* Instructions to follow: Set down exactly the lines below between the line holding "impl FromStr for" and the line holding "pub struct ConsumptionMethodOption<'a>", inclusive; no other line belongs in the answer.

* Material for this task:

------

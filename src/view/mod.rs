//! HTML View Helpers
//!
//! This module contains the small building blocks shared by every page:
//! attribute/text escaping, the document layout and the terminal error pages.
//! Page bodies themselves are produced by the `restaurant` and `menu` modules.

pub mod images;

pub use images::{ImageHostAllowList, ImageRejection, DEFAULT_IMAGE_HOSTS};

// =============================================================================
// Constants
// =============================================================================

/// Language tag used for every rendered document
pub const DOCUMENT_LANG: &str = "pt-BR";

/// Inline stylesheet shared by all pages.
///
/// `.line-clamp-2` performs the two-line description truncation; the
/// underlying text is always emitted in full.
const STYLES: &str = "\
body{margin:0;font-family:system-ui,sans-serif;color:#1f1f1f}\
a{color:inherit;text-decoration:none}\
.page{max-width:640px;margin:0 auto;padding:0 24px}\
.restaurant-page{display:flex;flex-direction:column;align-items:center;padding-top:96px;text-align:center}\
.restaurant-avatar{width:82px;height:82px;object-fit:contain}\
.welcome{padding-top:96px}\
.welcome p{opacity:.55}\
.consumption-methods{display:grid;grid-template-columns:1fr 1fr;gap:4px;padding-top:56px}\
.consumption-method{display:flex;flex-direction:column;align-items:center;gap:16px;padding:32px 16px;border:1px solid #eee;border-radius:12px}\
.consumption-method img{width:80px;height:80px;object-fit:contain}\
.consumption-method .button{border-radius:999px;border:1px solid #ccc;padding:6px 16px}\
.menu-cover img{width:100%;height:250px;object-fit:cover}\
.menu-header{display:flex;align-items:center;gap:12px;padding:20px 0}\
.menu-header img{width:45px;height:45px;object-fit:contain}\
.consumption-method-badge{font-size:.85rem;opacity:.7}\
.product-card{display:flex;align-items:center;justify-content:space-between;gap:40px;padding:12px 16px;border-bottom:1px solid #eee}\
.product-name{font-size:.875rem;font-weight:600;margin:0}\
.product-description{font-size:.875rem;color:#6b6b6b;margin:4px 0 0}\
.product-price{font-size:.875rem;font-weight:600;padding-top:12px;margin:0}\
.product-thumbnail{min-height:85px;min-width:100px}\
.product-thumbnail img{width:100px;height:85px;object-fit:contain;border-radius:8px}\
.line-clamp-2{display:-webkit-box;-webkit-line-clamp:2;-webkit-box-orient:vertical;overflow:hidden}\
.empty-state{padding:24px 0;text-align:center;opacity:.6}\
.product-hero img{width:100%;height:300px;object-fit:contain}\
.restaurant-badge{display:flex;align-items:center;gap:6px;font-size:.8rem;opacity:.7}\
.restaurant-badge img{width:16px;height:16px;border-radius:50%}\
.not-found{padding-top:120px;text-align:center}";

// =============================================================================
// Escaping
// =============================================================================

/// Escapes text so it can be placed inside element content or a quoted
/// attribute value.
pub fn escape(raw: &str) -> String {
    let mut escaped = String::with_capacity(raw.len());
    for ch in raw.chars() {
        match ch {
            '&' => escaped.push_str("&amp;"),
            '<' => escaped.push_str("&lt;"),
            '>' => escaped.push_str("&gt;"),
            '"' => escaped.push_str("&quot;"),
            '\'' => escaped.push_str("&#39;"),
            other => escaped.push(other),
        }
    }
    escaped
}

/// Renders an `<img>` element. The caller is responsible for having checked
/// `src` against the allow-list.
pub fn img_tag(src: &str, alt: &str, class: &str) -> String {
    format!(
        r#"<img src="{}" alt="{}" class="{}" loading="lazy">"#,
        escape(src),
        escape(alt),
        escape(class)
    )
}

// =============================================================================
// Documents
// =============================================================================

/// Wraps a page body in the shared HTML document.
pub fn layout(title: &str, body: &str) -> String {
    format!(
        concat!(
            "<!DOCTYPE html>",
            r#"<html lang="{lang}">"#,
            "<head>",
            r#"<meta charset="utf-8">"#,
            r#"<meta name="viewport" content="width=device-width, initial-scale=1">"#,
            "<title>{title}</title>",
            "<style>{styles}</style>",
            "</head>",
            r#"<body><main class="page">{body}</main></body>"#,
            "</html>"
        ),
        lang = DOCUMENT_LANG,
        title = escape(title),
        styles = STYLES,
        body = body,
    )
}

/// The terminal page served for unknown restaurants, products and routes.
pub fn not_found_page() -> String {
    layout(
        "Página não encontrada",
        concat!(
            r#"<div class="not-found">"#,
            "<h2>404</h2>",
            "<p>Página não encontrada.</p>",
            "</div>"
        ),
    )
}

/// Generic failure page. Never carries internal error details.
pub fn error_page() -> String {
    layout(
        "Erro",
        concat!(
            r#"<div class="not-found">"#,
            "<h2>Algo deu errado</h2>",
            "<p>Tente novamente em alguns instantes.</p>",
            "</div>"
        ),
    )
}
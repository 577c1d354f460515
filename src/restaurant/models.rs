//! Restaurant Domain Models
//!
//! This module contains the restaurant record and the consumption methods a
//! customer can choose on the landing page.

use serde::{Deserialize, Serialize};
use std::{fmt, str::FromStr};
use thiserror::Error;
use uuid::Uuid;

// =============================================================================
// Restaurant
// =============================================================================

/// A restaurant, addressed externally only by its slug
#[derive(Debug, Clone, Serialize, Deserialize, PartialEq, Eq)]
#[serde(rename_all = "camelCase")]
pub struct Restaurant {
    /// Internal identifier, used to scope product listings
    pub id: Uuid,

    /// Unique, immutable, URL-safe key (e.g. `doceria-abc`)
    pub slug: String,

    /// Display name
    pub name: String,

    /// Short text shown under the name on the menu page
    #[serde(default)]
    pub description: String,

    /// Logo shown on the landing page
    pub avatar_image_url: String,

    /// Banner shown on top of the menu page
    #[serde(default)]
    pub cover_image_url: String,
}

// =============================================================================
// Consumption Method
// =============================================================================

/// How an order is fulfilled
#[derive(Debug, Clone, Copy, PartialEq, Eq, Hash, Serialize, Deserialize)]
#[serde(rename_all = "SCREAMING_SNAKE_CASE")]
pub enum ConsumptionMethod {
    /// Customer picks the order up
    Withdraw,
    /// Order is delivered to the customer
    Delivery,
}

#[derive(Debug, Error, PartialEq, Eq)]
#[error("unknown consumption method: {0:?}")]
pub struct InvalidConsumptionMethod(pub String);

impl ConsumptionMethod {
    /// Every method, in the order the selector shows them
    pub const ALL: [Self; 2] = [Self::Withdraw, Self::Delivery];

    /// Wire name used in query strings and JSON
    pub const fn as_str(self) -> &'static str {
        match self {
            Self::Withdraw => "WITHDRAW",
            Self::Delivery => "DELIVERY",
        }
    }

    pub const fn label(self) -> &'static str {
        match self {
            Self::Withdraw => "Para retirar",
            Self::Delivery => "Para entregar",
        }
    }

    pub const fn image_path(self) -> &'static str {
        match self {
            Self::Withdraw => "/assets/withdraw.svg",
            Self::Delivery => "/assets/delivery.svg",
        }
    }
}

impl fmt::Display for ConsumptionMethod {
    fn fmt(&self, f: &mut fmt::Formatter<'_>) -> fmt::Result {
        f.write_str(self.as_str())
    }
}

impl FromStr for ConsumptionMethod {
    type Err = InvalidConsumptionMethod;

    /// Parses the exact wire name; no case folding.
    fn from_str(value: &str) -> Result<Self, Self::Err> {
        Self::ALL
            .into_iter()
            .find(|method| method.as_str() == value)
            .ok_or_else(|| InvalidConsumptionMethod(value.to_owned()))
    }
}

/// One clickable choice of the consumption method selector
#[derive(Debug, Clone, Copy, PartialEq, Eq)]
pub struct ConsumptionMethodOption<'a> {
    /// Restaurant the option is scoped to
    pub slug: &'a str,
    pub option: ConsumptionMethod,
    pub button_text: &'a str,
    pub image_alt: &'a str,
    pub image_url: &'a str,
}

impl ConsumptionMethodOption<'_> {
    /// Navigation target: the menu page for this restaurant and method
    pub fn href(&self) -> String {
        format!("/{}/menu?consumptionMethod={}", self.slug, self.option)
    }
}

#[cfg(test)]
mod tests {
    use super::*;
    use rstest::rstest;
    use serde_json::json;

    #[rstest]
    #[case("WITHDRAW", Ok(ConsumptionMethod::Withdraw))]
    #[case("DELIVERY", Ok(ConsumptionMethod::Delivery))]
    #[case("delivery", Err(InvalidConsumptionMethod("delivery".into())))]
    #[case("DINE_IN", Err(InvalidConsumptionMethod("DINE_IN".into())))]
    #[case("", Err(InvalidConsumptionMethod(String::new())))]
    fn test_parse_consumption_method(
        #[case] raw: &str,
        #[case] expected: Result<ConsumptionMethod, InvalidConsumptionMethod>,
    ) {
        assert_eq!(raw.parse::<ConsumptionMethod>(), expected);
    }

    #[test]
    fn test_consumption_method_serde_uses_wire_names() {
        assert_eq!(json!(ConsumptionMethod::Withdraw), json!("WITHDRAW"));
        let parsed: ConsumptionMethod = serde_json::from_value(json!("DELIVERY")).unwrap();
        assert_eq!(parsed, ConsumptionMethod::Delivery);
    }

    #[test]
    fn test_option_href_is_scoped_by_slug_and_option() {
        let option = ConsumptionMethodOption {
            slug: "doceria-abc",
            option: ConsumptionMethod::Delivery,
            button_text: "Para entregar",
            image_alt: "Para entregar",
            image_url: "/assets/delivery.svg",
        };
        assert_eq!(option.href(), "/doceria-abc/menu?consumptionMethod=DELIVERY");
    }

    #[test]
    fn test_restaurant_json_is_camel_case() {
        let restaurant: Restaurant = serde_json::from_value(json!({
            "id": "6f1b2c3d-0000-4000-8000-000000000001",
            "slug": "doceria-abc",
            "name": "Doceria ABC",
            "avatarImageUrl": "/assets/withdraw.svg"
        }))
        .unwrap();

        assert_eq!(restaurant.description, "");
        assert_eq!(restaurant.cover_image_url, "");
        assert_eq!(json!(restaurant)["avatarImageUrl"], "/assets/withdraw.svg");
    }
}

------

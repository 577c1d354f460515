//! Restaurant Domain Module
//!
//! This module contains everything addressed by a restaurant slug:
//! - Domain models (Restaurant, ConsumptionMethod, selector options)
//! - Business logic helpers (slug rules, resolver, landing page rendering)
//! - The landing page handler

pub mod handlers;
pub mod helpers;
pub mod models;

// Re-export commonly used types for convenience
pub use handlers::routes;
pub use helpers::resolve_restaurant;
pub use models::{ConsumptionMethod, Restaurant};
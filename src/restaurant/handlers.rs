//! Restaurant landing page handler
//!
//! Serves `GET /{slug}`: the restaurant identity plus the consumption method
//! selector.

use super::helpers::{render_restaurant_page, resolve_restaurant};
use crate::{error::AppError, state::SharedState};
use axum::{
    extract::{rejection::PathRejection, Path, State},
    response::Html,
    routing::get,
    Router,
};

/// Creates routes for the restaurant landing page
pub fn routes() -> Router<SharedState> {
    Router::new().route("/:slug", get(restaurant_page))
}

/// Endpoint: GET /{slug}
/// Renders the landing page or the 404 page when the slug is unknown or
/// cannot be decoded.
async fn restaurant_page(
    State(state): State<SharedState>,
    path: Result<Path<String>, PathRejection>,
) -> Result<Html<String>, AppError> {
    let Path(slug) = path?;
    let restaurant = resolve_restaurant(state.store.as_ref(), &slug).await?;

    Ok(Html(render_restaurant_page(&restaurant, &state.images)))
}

------

* Task output:
impl FromStr for ConsumptionMethod {
    type Err = InvalidConsumptionMethod;

    /// Parses the exact wire name; no case folding.
    fn from_str(value: &str) -> Result<Self, Self::Err> {
        Self::ALL
            .into_iter()
            .find(|method| method.as_str() == value)
            .ok_or_else(|| InvalidConsumptionMethod(value.to_owned()))
    }
}

/// One clickable choice of the consumption method selector
#[derive(Debug, Clone, Copy, PartialEq, Eq)]
pub struct ConsumptionMethodOption<'a> {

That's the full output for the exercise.